WORK REQUIRED | Report how many lines of the listing contain the string "SensorSettings", with no other words.

DATA SUPPLIED |
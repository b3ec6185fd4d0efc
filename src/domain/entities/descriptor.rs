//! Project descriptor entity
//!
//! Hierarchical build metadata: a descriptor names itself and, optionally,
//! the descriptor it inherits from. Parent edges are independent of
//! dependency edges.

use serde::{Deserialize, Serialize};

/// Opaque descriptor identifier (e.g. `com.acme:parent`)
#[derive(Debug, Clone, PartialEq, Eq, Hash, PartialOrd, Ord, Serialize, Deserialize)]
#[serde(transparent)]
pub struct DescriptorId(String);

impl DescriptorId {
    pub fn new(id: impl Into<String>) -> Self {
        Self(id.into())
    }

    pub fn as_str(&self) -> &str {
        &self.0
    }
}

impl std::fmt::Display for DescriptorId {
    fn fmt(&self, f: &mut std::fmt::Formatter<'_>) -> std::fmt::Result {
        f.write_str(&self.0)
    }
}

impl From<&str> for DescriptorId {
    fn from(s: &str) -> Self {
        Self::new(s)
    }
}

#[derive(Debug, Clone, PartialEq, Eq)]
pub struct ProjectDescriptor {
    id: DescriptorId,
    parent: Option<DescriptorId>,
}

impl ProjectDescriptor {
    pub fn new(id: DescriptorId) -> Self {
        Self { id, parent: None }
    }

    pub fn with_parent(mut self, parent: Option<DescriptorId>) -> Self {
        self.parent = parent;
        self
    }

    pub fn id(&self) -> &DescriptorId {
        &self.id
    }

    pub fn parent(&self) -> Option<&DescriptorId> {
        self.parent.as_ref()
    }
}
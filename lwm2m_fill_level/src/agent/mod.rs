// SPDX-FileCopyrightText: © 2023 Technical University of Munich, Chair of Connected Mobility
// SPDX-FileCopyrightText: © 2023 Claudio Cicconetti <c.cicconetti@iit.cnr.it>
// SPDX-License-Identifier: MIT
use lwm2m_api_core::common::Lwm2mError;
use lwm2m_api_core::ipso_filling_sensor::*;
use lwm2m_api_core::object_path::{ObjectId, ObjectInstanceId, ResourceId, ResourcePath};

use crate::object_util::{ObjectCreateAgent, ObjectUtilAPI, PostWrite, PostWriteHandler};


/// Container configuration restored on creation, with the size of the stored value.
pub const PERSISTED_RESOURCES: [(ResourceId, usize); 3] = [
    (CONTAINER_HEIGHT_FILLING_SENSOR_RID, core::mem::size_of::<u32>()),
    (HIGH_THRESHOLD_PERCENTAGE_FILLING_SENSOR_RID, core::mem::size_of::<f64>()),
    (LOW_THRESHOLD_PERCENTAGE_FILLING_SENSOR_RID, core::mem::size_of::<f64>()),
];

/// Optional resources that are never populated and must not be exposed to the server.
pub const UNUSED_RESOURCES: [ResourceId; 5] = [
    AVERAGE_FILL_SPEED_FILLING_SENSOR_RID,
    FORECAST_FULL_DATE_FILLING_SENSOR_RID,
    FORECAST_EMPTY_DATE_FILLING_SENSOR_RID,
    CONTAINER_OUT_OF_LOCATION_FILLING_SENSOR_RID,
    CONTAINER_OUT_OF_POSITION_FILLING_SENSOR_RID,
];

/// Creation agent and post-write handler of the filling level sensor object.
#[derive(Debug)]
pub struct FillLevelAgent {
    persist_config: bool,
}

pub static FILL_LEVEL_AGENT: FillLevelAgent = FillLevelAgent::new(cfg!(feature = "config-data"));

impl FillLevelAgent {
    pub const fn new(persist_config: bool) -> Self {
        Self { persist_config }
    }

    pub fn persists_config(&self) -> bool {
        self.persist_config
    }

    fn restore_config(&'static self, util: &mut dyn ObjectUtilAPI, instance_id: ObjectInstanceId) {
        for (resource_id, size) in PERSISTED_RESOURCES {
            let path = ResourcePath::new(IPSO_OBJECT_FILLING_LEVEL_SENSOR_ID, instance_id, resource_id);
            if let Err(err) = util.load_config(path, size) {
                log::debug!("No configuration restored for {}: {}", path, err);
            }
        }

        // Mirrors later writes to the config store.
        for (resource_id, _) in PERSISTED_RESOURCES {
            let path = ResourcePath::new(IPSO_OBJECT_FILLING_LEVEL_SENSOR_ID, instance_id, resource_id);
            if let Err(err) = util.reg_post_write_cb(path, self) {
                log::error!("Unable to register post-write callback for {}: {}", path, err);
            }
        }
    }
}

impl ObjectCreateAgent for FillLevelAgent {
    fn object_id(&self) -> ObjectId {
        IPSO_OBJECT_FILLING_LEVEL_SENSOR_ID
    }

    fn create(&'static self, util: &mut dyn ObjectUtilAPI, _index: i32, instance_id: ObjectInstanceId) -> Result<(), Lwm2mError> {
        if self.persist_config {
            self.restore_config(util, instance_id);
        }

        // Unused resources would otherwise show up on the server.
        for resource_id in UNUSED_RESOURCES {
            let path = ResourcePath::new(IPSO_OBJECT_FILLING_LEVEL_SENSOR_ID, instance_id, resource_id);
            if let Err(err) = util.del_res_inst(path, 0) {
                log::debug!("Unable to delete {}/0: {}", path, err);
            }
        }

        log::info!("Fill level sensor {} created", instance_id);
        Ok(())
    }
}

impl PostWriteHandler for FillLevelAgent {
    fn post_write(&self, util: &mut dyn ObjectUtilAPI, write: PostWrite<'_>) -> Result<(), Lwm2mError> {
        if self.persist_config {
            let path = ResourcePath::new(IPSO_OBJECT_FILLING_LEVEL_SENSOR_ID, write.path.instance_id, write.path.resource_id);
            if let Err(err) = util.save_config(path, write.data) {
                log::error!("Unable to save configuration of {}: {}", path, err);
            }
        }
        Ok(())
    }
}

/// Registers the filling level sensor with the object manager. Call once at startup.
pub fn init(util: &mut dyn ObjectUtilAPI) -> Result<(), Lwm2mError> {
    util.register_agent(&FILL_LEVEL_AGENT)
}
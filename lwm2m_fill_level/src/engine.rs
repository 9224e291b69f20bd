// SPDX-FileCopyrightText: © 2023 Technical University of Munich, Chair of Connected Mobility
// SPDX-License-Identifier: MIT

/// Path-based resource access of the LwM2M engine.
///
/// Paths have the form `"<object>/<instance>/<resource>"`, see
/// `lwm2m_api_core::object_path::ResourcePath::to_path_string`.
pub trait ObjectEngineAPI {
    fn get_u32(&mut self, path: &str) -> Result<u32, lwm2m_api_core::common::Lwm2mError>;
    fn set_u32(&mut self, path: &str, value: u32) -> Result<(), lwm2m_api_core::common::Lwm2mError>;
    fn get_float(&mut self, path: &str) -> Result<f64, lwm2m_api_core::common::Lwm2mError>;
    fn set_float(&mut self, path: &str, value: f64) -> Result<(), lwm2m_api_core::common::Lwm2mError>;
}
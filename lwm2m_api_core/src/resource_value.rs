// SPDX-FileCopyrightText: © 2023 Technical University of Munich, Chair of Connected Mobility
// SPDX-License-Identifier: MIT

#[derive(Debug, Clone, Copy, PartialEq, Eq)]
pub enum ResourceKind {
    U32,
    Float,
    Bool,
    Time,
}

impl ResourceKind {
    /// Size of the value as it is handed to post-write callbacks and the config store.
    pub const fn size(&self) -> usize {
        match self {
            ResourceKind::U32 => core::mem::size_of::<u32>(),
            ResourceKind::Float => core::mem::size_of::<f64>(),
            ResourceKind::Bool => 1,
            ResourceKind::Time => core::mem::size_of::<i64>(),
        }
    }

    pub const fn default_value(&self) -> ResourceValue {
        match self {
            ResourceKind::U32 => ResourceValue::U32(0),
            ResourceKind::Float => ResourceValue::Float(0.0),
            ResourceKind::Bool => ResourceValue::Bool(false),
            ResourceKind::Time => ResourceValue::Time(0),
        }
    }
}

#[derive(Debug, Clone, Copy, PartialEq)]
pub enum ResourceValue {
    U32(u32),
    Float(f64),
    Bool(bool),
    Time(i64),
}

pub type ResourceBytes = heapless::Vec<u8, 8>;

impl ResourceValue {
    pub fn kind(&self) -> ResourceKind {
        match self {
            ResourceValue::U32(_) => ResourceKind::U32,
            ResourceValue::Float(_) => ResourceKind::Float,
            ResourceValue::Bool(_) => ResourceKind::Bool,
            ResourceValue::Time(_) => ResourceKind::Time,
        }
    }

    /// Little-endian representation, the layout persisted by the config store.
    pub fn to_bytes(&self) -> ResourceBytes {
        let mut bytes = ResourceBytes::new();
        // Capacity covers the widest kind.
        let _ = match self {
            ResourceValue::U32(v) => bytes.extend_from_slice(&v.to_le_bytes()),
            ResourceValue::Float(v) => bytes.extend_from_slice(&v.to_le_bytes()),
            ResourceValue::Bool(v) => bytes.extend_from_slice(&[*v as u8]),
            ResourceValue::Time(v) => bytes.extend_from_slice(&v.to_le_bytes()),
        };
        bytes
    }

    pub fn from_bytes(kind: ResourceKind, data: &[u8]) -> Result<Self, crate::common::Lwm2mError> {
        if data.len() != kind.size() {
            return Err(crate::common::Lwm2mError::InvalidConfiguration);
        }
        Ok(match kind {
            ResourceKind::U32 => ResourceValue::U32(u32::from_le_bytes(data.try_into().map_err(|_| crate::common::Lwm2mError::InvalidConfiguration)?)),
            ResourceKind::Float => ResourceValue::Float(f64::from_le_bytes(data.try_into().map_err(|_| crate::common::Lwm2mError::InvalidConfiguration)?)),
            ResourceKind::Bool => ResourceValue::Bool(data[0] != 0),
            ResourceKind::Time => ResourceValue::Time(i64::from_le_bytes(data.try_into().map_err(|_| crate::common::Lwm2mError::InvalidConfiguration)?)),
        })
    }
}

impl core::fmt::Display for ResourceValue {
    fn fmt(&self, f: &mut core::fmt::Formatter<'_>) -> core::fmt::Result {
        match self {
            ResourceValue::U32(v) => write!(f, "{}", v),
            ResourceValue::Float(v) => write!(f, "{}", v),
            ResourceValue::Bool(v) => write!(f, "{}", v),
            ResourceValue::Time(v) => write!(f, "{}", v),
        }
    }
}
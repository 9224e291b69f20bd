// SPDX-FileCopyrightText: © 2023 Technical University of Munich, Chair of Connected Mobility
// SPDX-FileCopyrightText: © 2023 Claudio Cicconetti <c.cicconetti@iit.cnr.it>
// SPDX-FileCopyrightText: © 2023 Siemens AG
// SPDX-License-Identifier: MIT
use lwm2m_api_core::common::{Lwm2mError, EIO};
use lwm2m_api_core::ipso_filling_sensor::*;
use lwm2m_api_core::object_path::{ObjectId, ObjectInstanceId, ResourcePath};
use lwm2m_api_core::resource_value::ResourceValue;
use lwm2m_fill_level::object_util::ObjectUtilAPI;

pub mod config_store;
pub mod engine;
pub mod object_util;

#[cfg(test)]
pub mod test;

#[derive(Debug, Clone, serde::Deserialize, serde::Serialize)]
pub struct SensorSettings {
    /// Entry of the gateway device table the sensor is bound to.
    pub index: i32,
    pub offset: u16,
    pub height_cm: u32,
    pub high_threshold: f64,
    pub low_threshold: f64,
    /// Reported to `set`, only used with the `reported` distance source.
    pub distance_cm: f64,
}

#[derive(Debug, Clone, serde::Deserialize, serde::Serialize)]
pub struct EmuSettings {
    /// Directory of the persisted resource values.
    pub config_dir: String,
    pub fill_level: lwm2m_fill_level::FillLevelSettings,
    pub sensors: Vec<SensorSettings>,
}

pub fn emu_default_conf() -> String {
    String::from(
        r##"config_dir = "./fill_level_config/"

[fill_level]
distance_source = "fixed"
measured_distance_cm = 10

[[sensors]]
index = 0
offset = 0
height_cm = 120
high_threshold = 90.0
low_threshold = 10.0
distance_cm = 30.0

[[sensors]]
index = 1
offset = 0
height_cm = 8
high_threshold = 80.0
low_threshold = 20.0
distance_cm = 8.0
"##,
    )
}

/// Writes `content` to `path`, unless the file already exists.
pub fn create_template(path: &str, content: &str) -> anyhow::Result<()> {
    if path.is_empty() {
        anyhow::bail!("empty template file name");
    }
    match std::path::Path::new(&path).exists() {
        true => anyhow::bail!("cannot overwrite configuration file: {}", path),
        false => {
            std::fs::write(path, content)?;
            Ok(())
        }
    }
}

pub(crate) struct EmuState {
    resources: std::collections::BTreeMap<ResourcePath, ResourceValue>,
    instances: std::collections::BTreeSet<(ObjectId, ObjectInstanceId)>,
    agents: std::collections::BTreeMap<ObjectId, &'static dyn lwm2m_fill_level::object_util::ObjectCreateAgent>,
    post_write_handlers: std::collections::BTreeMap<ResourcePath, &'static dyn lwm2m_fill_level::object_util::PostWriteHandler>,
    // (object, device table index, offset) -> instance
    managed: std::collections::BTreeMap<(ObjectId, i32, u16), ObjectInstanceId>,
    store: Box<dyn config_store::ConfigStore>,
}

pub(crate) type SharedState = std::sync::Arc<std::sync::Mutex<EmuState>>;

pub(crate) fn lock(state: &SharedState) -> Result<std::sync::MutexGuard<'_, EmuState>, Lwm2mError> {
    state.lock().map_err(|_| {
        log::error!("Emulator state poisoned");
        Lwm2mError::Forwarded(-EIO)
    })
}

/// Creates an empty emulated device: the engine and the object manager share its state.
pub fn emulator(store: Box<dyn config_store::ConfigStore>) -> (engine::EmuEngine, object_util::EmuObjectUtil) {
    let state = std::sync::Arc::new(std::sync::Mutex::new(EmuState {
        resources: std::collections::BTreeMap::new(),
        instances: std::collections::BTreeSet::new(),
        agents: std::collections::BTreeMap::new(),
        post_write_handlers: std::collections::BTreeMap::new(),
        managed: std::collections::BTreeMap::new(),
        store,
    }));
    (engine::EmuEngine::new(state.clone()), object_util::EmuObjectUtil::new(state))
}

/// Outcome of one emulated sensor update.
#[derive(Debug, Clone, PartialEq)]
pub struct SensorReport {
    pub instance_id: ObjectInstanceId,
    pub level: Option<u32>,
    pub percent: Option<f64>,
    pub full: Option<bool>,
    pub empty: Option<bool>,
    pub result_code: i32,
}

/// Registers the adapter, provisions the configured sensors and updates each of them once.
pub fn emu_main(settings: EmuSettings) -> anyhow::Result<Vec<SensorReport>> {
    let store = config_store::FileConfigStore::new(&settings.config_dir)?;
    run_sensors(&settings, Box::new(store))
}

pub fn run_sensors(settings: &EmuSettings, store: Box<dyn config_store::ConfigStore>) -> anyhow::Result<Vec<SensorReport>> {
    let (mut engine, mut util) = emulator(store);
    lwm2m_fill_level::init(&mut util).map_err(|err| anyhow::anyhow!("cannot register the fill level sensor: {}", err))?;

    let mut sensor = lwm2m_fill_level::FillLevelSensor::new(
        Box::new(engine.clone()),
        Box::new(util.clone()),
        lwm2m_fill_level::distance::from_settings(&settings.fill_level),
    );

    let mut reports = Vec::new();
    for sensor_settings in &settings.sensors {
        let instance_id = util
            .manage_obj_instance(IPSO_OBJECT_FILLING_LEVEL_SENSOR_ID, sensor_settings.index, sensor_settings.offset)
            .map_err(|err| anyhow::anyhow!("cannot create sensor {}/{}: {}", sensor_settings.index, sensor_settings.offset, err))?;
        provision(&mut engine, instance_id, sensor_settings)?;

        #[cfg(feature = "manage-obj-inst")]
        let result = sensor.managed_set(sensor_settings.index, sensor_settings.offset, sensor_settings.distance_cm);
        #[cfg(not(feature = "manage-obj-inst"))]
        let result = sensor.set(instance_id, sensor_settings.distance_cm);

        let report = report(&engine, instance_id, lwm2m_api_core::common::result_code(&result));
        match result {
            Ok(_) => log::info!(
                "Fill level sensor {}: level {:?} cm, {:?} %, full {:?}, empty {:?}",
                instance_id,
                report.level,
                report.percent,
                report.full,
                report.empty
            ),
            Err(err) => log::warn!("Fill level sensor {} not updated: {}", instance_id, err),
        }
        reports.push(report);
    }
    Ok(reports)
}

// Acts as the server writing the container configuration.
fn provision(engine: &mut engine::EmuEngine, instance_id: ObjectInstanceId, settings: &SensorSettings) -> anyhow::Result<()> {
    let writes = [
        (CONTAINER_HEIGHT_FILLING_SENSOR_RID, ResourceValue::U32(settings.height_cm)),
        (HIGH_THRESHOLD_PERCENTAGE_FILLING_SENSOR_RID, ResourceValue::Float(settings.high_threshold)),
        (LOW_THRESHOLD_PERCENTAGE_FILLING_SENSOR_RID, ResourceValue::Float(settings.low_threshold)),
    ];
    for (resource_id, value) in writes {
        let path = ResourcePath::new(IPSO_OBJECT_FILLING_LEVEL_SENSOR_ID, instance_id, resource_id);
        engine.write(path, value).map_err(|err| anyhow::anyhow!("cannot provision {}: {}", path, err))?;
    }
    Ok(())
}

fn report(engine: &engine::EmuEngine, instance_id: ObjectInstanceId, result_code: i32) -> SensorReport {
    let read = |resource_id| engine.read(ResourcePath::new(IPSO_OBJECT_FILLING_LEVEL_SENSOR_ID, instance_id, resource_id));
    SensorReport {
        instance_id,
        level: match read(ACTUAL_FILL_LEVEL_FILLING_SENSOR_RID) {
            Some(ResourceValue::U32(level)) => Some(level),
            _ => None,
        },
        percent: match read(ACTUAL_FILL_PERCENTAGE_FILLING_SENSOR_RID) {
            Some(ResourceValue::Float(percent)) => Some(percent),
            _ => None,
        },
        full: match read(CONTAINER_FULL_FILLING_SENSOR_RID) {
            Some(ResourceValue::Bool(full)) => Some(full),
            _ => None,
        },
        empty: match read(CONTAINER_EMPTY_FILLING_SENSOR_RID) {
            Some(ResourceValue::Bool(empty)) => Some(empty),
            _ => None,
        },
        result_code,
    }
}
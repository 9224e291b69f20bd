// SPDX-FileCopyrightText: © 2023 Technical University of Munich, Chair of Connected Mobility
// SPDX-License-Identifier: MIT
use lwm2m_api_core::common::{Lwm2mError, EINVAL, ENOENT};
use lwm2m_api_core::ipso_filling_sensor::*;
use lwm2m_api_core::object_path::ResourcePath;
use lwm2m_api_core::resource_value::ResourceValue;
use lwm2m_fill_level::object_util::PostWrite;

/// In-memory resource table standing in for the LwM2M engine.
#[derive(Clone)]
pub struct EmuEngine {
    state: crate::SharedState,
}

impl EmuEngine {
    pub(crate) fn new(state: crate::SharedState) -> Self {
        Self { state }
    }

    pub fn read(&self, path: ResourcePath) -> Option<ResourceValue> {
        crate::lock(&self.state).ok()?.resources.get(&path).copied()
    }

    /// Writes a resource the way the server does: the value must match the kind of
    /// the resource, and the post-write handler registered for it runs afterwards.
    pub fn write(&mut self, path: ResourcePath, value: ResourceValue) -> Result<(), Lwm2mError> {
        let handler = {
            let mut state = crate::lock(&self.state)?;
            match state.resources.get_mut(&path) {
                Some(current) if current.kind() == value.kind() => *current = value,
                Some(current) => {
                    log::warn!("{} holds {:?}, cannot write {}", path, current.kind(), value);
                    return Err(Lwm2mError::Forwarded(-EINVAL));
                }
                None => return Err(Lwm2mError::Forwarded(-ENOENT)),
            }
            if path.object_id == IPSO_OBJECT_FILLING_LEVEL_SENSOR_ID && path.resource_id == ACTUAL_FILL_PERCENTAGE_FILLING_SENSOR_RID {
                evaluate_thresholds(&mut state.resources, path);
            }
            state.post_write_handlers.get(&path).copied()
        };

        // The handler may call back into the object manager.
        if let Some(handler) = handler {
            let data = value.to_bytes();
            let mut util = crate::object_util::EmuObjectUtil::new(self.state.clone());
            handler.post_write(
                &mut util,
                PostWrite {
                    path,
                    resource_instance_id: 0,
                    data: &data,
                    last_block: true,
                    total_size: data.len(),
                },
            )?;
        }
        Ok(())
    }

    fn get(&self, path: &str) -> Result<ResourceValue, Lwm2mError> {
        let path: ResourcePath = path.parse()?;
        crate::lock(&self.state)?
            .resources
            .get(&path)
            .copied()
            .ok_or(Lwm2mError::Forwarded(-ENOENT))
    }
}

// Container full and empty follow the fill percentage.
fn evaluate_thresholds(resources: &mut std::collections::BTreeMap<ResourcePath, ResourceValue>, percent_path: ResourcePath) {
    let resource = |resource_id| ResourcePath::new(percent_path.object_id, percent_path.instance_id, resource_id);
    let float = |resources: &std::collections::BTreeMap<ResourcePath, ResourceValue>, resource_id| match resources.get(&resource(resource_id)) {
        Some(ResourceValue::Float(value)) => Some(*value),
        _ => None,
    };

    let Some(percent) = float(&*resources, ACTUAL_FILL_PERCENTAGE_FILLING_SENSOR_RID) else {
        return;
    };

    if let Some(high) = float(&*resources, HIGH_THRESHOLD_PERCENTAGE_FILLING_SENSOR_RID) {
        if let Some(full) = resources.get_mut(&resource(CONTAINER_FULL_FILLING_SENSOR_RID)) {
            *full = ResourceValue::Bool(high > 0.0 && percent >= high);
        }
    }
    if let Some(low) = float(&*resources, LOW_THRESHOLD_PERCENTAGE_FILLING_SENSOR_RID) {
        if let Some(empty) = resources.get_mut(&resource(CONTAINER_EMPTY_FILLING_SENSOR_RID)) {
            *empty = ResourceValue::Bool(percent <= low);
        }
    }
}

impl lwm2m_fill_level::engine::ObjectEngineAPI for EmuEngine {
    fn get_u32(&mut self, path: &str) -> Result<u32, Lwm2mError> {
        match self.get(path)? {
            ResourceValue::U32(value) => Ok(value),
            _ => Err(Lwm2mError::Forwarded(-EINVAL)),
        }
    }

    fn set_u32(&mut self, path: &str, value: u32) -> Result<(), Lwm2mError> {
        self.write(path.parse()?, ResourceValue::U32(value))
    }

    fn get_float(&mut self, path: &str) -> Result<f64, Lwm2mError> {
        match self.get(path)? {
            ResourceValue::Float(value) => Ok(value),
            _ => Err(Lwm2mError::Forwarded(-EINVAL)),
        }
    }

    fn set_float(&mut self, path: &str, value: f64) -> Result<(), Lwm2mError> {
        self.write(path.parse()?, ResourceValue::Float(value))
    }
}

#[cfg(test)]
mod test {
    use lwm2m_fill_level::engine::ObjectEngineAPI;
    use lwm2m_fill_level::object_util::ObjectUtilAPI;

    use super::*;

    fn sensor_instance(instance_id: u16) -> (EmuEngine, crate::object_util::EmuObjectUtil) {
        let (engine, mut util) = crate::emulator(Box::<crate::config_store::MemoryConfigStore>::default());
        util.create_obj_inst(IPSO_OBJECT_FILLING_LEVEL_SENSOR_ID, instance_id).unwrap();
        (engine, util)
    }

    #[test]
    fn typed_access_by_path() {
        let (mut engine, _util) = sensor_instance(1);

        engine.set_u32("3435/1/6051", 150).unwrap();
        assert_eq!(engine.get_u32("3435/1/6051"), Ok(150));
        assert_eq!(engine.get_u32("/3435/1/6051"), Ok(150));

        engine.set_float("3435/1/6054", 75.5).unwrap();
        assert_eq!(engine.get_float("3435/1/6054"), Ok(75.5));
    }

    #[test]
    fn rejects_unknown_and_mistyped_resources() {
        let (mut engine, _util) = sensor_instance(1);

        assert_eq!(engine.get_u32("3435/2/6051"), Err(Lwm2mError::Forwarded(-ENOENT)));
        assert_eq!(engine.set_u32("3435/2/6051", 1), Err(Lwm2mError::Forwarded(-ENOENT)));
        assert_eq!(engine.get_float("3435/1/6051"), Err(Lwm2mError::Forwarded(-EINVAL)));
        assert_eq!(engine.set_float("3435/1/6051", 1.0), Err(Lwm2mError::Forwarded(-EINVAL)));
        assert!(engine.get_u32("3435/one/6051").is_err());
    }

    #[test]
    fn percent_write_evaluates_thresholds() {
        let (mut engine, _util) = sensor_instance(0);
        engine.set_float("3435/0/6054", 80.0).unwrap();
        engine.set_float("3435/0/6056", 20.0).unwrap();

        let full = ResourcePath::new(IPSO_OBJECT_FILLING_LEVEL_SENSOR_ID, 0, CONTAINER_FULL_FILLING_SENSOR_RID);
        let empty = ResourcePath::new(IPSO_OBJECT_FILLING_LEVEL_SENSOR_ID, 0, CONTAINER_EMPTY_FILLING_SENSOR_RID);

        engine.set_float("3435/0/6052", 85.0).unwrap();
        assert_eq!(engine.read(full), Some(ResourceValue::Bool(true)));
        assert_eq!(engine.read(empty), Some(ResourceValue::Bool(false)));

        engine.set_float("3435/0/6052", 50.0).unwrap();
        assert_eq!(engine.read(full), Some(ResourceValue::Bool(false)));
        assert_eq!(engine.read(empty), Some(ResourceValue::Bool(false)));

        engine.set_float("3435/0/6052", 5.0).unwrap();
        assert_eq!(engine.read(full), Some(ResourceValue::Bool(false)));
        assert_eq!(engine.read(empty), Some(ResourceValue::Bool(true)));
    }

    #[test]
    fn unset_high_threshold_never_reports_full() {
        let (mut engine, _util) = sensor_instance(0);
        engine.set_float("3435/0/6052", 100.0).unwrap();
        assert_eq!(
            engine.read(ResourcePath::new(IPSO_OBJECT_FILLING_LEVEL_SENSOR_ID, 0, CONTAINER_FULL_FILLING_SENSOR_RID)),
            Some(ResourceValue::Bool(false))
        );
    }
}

REPLY | 3